表8 以羥基紅花黃色素A 的峰面積為參照的重復性試驗結果Table 8 Repeatability test results with reference to the peak area of hydroxysafflor yellow A

2.9 滇產紅花HPLC指紋的建立

將25 批紅花樣品供試品溶液按“1.3.2”項下色譜條件進樣10 μL，得到25 批紅花的HPLC 指紋圖譜，如圖6。得到的圖譜導入中藥色譜指紋圖譜相似度評價系統（2.0 版），對25 批云南紅花藥材指紋圖譜分析，以S2 樣品為參照圖譜，自動匹配得到14 個共有峰，生成紅花的對照圖譜，見圖8。

圖8 25 批云南紅花樣品HPLC 色譜圖Fig.8 25 batches of HPLC chromatograms of safflower samples from Yunnan

圖9 紅花共有模式HPLC 圖譜Fig.9 HPLC map of safflower common pattern

紅花樣品在該色譜條件下，62 min 內紅花所有成分的色譜峰全部出現，且色譜峰分離效果較好，羥基紅花黃色素A 的保留時間在該色譜條件下為34.25 min，處于色譜峰的中間位置，以羥基紅花黃色素A 色譜峰為參照，計算各共有峰的相對保留時間和峰面積，結果見表9、表10。

表9 25 批紅花藥材共有峰相對保留時間RSDTable 9 Total peak relative retention time RSD of 25 batches of safflower medicinal materials

表10 25 批紅花藥材共有峰峰面積的RSDTable 10 RSD of total peak-to-peak area of 25 batches of safflower medicinal materials

由表可知，不同產地紅花藥材HPLC 指紋圖譜的多個共有峰的相對保留時間基本相同，25 批紅花相對保留時間的RSD 均在3.0%以下表明多個產地紅花藥材所含主要成分一致。而相對峰面積的RSD 差異較大，表明每個產地藥材所含成分含量不同。

將25 批紅花樣品與生成的對照圖譜進行比較，計算其相似度。結果見表11。

表11 25 批紅花藥材指紋圖譜相似度結果Table 11 Results of similarity of fingerprints of 25 batches of safflower medicinal materials

結果顯示，25 批云南紅花藥材與對照圖譜進行比較，所得相似度均大于0.9，符合指紋圖譜研究要求。
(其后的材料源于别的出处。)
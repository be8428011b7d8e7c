use std::sync::Arc;

use async_trait::async_trait;
use redis::AsyncCommands;
use tracing::warn;

use crate::cache::{cache_ttl, CacheEntry, CacheKey, ResponseCache};
use crate::clock::Clock;
use crate::models::job::CanonicalJob;

/// Shared cache for multi-instance deployments. Redis expires keys on its
/// own; the embedded timestamp is still checked so a skewed server TTL can
/// never serve an entry past six hours.
pub struct RedisResponseCache {
    client: redis::Client,
    clock: Arc<dyn Clock>,
}

impl RedisResponseCache {
    pub fn new(client: redis::Client, clock: Arc<dyn Clock>) -> Self {
        Self { client, clock }
    }

    async fn fetch(&self, key: &CacheKey) -> redis::RedisResult<Option<String>> {
        let mut conn = self.client.get_multiplexed_async_connection().await?;
        conn.get(key.storage_key()).await
    }

    async fn store(&self, key: &CacheKey, payload: String) -> redis::RedisResult<()> {
        let mut conn = self.client.get_multiplexed_async_connection().await?;
        let ttl_secs = cache_ttl().num_seconds().max(1) as u64;
        conn.set_ex(key.storage_key(), payload, ttl_secs).await
    }
}

#[async_trait]
impl ResponseCache for RedisResponseCache {
    async fn get(&self, key: &CacheKey) -> Option<Vec<CanonicalJob>> {
        let raw = match self.fetch(key).await {
            Ok(raw) => raw?,
            Err(e) => {
                warn!("Redis cache read failed for {}: {e}", key.storage_key());
                return None;
            }
        };

        let entry: CacheEntry = match serde_json::from_str(&raw) {
            Ok(entry) => entry,
            Err(e) => {
                warn!("Discarding undecodable cache entry {}: {e}", key.storage_key());
                return None;
            }
        };

        entry.is_fresh(self.clock.now()).then_some(entry.jobs)
    }

    async fn put(&self, key: &CacheKey, jobs: Vec<CanonicalJob>) {
        let entry = CacheEntry {
            created_at: self.clock.now(),
            jobs,
        };
        let payload = match serde_json::to_string(&entry) {
            Ok(p) => p,
            Err(e) => {
                warn!("Could not encode cache entry {}: {e}", key.storage_key());
                return;
            }
        };
        if let Err(e) = self.store(key, payload).await {
            warn!("Redis cache write failed for {}: {e}", key.storage_key());
        }
    }
}
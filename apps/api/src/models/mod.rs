pub mod job;
pub mod quota;
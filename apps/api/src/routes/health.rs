use axum::extract::State;
use axum::Json;
use serde_json::{json, Value};

use crate::errors::AppError;
use crate::state::AppState;

/// GET /health
/// Returns service status, version and the number of stored jobs.
pub async fn health_handler(State(state): State<AppState>) -> Result<Json<Value>, AppError> {
    let stored_jobs = state.engine.stored_job_count().await?;
    Ok(Json(json!({
        "status": "ok",
        "version": env!("CARGO_PKG_VERSION"),
        "service": "jobpulse-api",
        "stored_jobs": stored_jobs
    })))
}
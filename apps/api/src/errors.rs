use axum::{
    http::StatusCode,
    response::{IntoResponse, Response},
    Json,
};
use serde_json::json;
use thiserror::Error;

/// Failures of the persistent layer (Job Store and Quota Ledger).
#[derive(Debug, Error)]
pub enum StoreError {
    #[error("Database error: {0}")]
    Database(#[from] sqlx::Error),

    #[error("Corrupt row for {key}: {reason}")]
    Corrupt { key: String, reason: String },
}

/// Caller-visible error type.
/// Implements `IntoResponse` so Axum handlers can return `Result<T, AppError>`.
/// Provider-level failures never reach this type; they are absorbed by the scraper.
#[derive(Debug, Error)]
pub enum AppError {
    #[error("Not found: {0}")]
    NotFound(String),

    #[error("Validation error: {0}")]
    Validation(String),

    #[error("Storage error: {0}")]
    Storage(#[from] StoreError),

    #[error("Internal server error: {0}")]
    Internal(#[from] anyhow::Error),
}

impl IntoResponse for AppError {
    fn into_response(self) -> Response {
        let (status, code, message) = match &self {
            AppError::NotFound(msg) => (StatusCode::NOT_FOUND, "NOT_FOUND", msg.clone()),
            AppError::Validation(msg) => (StatusCode::BAD_REQUEST, "VALIDATION_ERROR", msg.clone()),
            AppError::Storage(e) => {
                tracing::error!("Storage error: {e}");
                (
                    StatusCode::INTERNAL_SERVER_ERROR,
                    "STORAGE_ERROR",
                    "A storage error occurred".to_string(),
                )
            }
            AppError::Internal(e) => {
                tracing::error!("Internal error: {e:?}");
                (
                    StatusCode::INTERNAL_SERVER_ERROR,
                    "INTERNAL_ERROR",
                    "An internal server error occurred".to_string(),
                )
            }
        };

        let body = Json(json!({
            "error": {
                "code": code,
                "message": message
            }
        }));

        (status, body).into_response()
    }
}

#[cfg(test)]
mod tests {
    use super::*;

    #[test]
    fn test_validation_maps_to_bad_request() {
        let response = AppError::Validation("skills cannot be empty".to_string()).into_response();
        assert_eq!(response.status(), StatusCode::BAD_REQUEST);
    }

    #[test]
    fn test_storage_error_hides_details() {
        let err = AppError::Storage(StoreError::Corrupt {
            key: "jsearch_1".to_string(),
            reason: "bad region".to_string(),
        });
        assert_eq!(err.into_response().status(), StatusCode::INTERNAL_SERVER_ERROR);
    }
}
//! Provider Adapters: one per external job source.
//!
//! Each adapter builds its provider-specific request, maps the provider's
//! failure signals onto `ProviderError`, and normalizes raw postings into
//! `CanonicalJob` records. The scraper only ever sees `Arc<dyn JobProvider>`.

pub mod google_jobs;
pub mod http;
pub mod jsearch;
pub mod linkedin;
pub mod normalize;

use std::sync::Arc;
use std::time::Duration;

use anyhow::Result;
use async_trait::async_trait;
use thiserror::Error;

use crate::clock::Clock;
use crate::config::{ProviderConfig, ProviderKind};
use crate::models::job::CanonicalJob;

pub use google_jobs::GoogleJobsAdapter;
pub use jsearch::JSearchAdapter;
pub use linkedin::LinkedInAdapter;

#[derive(Debug, Error)]
pub enum ProviderError {
    /// The provider refused the call because the credential's quota is spent.
    #[error("{provider}: quota exceeded ({detail})")]
    QuotaExceeded { provider: String, detail: String },

    /// Network failure, timeout or a 5xx. Transient.
    #[error("{provider}: unavailable ({detail})")]
    Unavailable {
        provider: String,
        detail: String,
        reached_remote: bool,
    },

    /// The provider answered with something the adapter cannot normalize.
    #[error("{provider}: malformed response ({detail})")]
    MalformedResponse { provider: String, detail: String },
}

impl ProviderError {
    /// Whether the request got to the provider, and so consumed quota.
    pub fn reached_remote(&self) -> bool {
        match self {
            ProviderError::QuotaExceeded { .. } => true,
            ProviderError::Unavailable { reached_remote, .. } => *reached_remote,
            ProviderError::MalformedResponse { .. } => true,
        }
    }

    pub fn kind(&self) -> &'static str {
        match self {
            ProviderError::QuotaExceeded { .. } => "quota_exceeded",
            ProviderError::Unavailable { .. } => "unavailable",
            ProviderError::MalformedResponse { .. } => "malformed_response",
        }
    }
}

/// A single external job source.
#[async_trait]
pub trait JobProvider: Send + Sync {
    fn config(&self) -> &ProviderConfig;

    /// Fetches up to `count` postings for `query` near `location`.
    async fn search(
        &self,
        query: &str,
        location: &str,
        count: usize,
    ) -> Result<Vec<CanonicalJob>, ProviderError>;
}

/// Instantiates the adapter matching each configured provider kind, keeping
/// the configs' priority order.
pub fn build_providers(
    configs: &[ProviderConfig],
    timeout: Duration,
    clock: Arc<dyn Clock>,
) -> Result<Vec<Arc<dyn JobProvider>>> {
    let client = http::build_client(timeout)?;
    let providers = configs
        .iter()
        .cloned()
        .map(|config| -> Arc<dyn JobProvider> {
            match config.kind {
                ProviderKind::GoogleJobs => {
                    Arc::new(GoogleJobsAdapter::new(config, client.clone(), clock.clone()))
                }
                ProviderKind::LinkedIn => {
                    Arc::new(LinkedInAdapter::new(config, client.clone(), clock.clone()))
                }
                ProviderKind::JSearch => {
                    Arc::new(JSearchAdapter::new(config, client.clone(), clock.clone()))
                }
            }
        })
        .collect();
    Ok(providers)
}
//! Component scores, each an integer in 0..=100, and their weighted sum.

use serde::{Deserialize, Serialize};

use crate::models::job::{CanonicalJob, ExperienceLevel, Region};
use crate::store::classify::{classify_region, find_term, normalize_text};

/// Points lost per ordinal step between candidate and job seniority.
pub const EXPERIENCE_STEP_PENALTY: u32 = 25;
/// Experience score when either side's level is unknown.
pub const UNKNOWN_EXPERIENCE_SCORE: u8 = 50;
pub const SAME_REGION_SCORE: u8 = 50;

/// Minimum length for a candidate skill to match as a substring.
const MIN_SUBSTRING_LEN: usize = 3;

const ANYWHERE_PREFERENCES: &[&str] = &["", "anywhere", "remote", "any", "worldwide", "global"];

/// Preferences that name a whole region rather than a place in it.
const REGION_WIDE_TERMS: &[&str] = &[
    "mena",
    "middle east",
    "north africa",
    "middle east and north africa",
    "gcc",
    "gulf",
    "africa",
    "sub-saharan",
    "sub saharan",
    "sub-saharan africa",
    "sub saharan africa",
    "ssa",
];

/// Words that appear in many place names and identify none of them alone.
const GENERIC_PLACE_WORDS: &[&str] = &[
    "united", "new", "city", "north", "south", "east", "west", "central", "africa", "state",
    "states", "republic", "kingdom", "region", "province", "the", "of", "and", "remote", "hybrid",
    "on-site", "onsite",
];

/// Title words that say nothing about the work itself.
const GENERIC_TITLE_WORDS: &[&str] = &[
    "developer", "engineer", "programmer", "specialist", "associate", "consultant", "senior",
    "junior", "mid", "level", "entry", "lead", "principal", "staff", "head", "intern", "sr", "jr",
    "i", "ii", "iii", "iv", "and", "or", "of", "the", "for", "with", "in", "at", "a", "an", "to",
    "remote", "hybrid",
];

/// Weights in percent. They sum to 100.
#[derive(Debug, Clone, Copy, PartialEq, Eq, Serialize, Deserialize)]
pub struct ScoringWeights {
    pub skill: u32,
    pub experience: u32,
    pub location: u32,
    pub title: u32,
}

impl Default for ScoringWeights {
    fn default() -> Self {
        Self {
            skill: 50,
            experience: 25,
            location: 15,
            title: 10,
        }
    }
}

#[derive(Debug, Clone, Copy, PartialEq, Eq, Serialize)]
pub struct ComponentScores {
    pub skill: u8,
    pub experience: u8,
    pub location: u8,
    pub title: u8,
}

/// `round(Σ weight·score / 100)`, half rounding up.
pub fn combine(scores: &ComponentScores, weights: &ScoringWeights) -> u8 {
    let total = weights.skill * u32::from(scores.skill)
        + weights.experience * u32::from(scores.experience)
        + weights.location * u32::from(scores.location)
        + weights.title * u32::from(scores.title);
    ((total + 50) / 100).min(100) as u8
}

fn percent(part: usize, whole: usize) -> u8 {
    if whole == 0 {
        return 0;
    }
    ((200 * part + whole) / (2 * whole)).min(100) as u8
}

// ────────────────────────────────────────────────────────────────────────────
// Skills
// ────────────────────────────────────────────────────────────────────────────

#[derive(Debug, Clone, PartialEq, Eq)]
pub struct SkillOverlap {
    pub score: u8,
    /// Job skills covered by the candidate, in job order.
    pub matched: Vec<String>,
    /// Job skills the candidate lacks, in job order.
    pub missing: Vec<String>,
}

/// Exact match, candidate skill inside the job skill, or a shared token.
fn skill_matches(candidate: &str, job_skill: &str) -> bool {
    if candidate == job_skill {
        return true;
    }
    if candidate.len() >= MIN_SUBSTRING_LEN && job_skill.contains(candidate) {
        return true;
    }
    normalize_text(job_skill)
        .split_whitespace()
        .any(|token| token == candidate)
}

/// Overlap normalized against the union of both skill sets.
/// Both inputs are expected lowercase.
pub fn skill_overlap(candidate: &[String], job: &[String]) -> SkillOverlap {
    let (matched, missing): (Vec<&String>, Vec<&String>) = job
        .iter()
        .partition(|js| candidate.iter().any(|c| skill_matches(c, &js.to_lowercase())));

    let candidates_used = candidate
        .iter()
        .filter(|c| job.iter().any(|js| skill_matches(c, &js.to_lowercase())))
        .count();
    let intersection = matched.len().min(candidates_used);
    let union = candidate.len() + job.len() - intersection;

    SkillOverlap {
        score: percent(intersection, union),
        matched: matched.into_iter().cloned().collect(),
        missing: missing.into_iter().cloned().collect(),
    }
}

// ────────────────────────────────────────────────────────────────────────────
// Experience
// ────────────────────────────────────────────────────────────────────────────

pub fn experience_score(candidate: ExperienceLevel, job: ExperienceLevel) -> u8 {
    match (candidate.rank(), job.rank()) {
        (Some(c), Some(j)) => {
            let penalty = u32::from(c.abs_diff(j)) * EXPERIENCE_STEP_PENALTY;
            100_u32.saturating_sub(penalty) as u8
        }
        _ => UNKNOWN_EXPERIENCE_SCORE,
    }
}

// ────────────────────────────────────────────────────────────────────────────
// Location
// ────────────────────────────────────────────────────────────────────────────

/// Comma-separated parts of a location, normalized, minus generic words.
fn place_segments(location: &str) -> Vec<String> {
    location
        .split(|c: char| c == ',' || c == ';' || c == '|')
        .map(|segment| normalize_text(segment).trim().to_string())
        .filter(|segment| segment.len() >= 2 && !GENERIC_PLACE_WORDS.contains(&segment.as_str()))
        .collect()
}

/// A whole place name from one side appears as a phrase in the other.
fn shares_place(preference: &str, job_location: &str) -> bool {
    let pref_norm = normalize_text(preference);
    let job_norm = normalize_text(job_location);
    place_segments(preference)
        .iter()
        .any(|p| find_term(&job_norm, p).is_some())
        || place_segments(job_location)
            .iter()
            .any(|j| find_term(&pref_norm, j).is_some())
}

pub fn location_score(preference: &str, job: &CanonicalJob) -> u8 {
    if job.is_remote {
        return 100;
    }
    let pref = normalize_text(preference);
    let pref = pref.trim();
    if ANYWHERE_PREFERENCES.contains(&pref) {
        return 100;
    }

    if shares_place(preference, &job.location) {
        return 100;
    }

    let pref_region = classify_region(preference);
    if pref_region == Region::Other || pref_region != job.region {
        return 0;
    }
    if REGION_WIDE_TERMS.contains(&pref) {
        100
    } else {
        SAME_REGION_SCORE
    }
}

// ────────────────────────────────────────────────────────────────────────────
// Title
// ────────────────────────────────────────────────────────────────────────────

/// Meaningful words of a title or title signal.
pub fn title_keywords(title: &str) -> Vec<String> {
    let mut keywords: Vec<String> = Vec::new();
    for token in normalize_text(title).split_whitespace() {
        if GENERIC_TITLE_WORDS.contains(&token) || token.chars().all(|c| c.is_ascii_digit()) {
            continue;
        }
        if !keywords.iter().any(|k| k == token) {
            keywords.push(token.to_string());
        }
    }
    keywords
}

fn term_covers(term: &str, keyword: &str) -> bool {
    term == keyword
        || (term.len() >= MIN_SUBSTRING_LEN && keyword.contains(term))
        || (keyword.len() >= MIN_SUBSTRING_LEN && term.contains(keyword))
}

/// Share of the job title's keywords covered by the candidate's terms.
pub fn title_score(job_title: &str, candidate_terms: &[String]) -> u8 {
    let keywords = title_keywords(job_title);
    let covered = keywords
        .iter()
        .filter(|k| candidate_terms.iter().any(|t| term_covers(t, k)))
        .count();
    percent(covered, keywords.len())
}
表明25 批紅花藥材的質量相對穩定。

3 結論

本試驗建立了紅花藥材HPLC 指紋圖譜，通過方法學考察驗證，該方法穩定性好，操作簡捷，特征明顯。25 批紅花指紋圖譜自動匹配14 個共有峰，基本特征一致，所得指紋圖譜為云南紅花藥材的鑒別提供了相對全面的信息，可作為藥材真偽鑒別的標準，具有一定的參考價值。

由相似度結果表明個產地紅花藥材有一定的差異，可能與土壤pH 值、氣候和光照等地理因素有關，也可能因為紅花藥材的采集時間，采集方式和儲存條件等的影響，具體的原因有待進一步考察。